Court of Session Inner House First Division.

Thursday, March 17. 1881.

18 SLR 486

Molleson and Another

v.

Fraser and Others (Fraser's Trustees).

Subject_1Public Company
Subject_2Liability of Promoters
Subject_3Where Promoter dies before Formation of Company.
Facts:

A promoter of a company put down his name in an informal memorandum for £1000 of stock He took an active share, by correspondence and otherwise, in the formation of the company, representing to several persons who became shareholders that he would take £1000 of stock; and he was one of the seven persons who signed the memorandum of association, entering his name there as for one share of £10 only.

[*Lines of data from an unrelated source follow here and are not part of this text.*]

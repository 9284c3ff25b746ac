//! Scripted operator decisions and an in-memory report.

use std::collections::VecDeque;
use std::sync::Mutex;

use async_trait::async_trait;

use crate::domain::MarketConfig;
use crate::error::{Error, Result};
use crate::port::outbound::approval::MarketApproval;
use crate::port::outbound::report::UpdateReport;

/// Answers approval requests from a queue; declines once it runs dry.
#[derive(Default)]
pub struct ScriptedApproval {
    answers: Mutex<VecDeque<bool>>,
    asked: Mutex<Vec<String>>,
}

impl ScriptedApproval {
    pub fn new(answers: impl IntoIterator<Item = bool>) -> Self {
        Self {
            answers: Mutex::new(answers.into_iter().collect()),
            asked: Mutex::new(Vec::new()),
        }
    }

    /// Symbols the approver was asked about, in order.
    pub fn asked(&self) -> Vec<String> {
        match self.asked.lock() {
            Ok(asked) => asked.clone(),
            Err(poisoned) => poisoned.into_inner().clone(),
        }
    }
}

#[async_trait]
impl MarketApproval for ScriptedApproval {
    async fn approve(&self, current: &MarketConfig, _proposed: &MarketConfig) -> Result<bool> {
        if let Ok(mut asked) = self.asked.lock() {
            asked.push(current.symbol().to_string());
        }
        let answer = self
            .answers
            .lock()
            .ok()
            .and_then(|mut answers| answers.pop_front());
        Ok(answer.unwrap_or(false))
    }
}

/// Keeps the last written report in memory.
#[derive(Default)]
pub struct MemoryReport {
    written: Mutex<Option<Vec<String>>>,
    fail: bool,
}

impl MemoryReport {
    pub fn new() -> Self {
        Self::default()
    }

    /// A report whose writes always fail.
    pub fn failing() -> Self {
        Self {
            written: Mutex::new(None),
            fail: true,
        }
    }

    pub fn written(&self) -> Option<Vec<String>> {
        self.written.lock().ok().and_then(|written| written.clone())
    }
}

impl UpdateReport for MemoryReport {
    fn write(&self, names: &[String]) -> Result<()> {
        if self.fail {
            return Err(Error::Io(std::io::Error::other("disk full")));
        }
        if let Ok(mut written) = self.written.lock() {
            *written = Some(names.to_vec());
        }
        Ok(())
    }
}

Before the company was actually formed he died, the two events taking place on the same day. The company failed. Held that his trustees were not liable as contributories, except to the extent of the single share for which he had signed the memorandum of association, in respect that there was no other contract with the company.

Headnote:

In October 1876 William Fraser, Town Clerk of Inverkeithing, and three other persons purchased the Inverkeithing Foundry at a price of £4400. Thereafter the following memorandum was written by Fraser, and signed by him and by a number of other persons:—“This foundry having been purchased at the low price of £4400, which is considered to be not nearly half its value, it has been proposed to form a joint-stock company to carry the works on. The proposed capital to be £20,000, the half of which it is expected will be sufficient, leaving the half uncalled up. On the company being formed, the works will be made over by the purchaser to the company.” The subscribers to this memorandum marked figures for various sums of money after their signatures, amounting in all to £5650. Against Fraser's name there was £1000, of which £500 was stated as paid. Thereafter Fraser, as secretary to the promoters, conducted a variety of correspondence with a view to getting up the proposed company, in which he repeatedly stated that he had put himself down for £1000. He also attended meetings of the promoters, and was in the draft prospectus of the company mentioned as its secretary and solicitor. It did not, however, appear from correspondence that the purchasers of the foundry had in making the purchase definitely committed themselves to the formation of a company if they found that a private re-sale of the works would be more to their advantage.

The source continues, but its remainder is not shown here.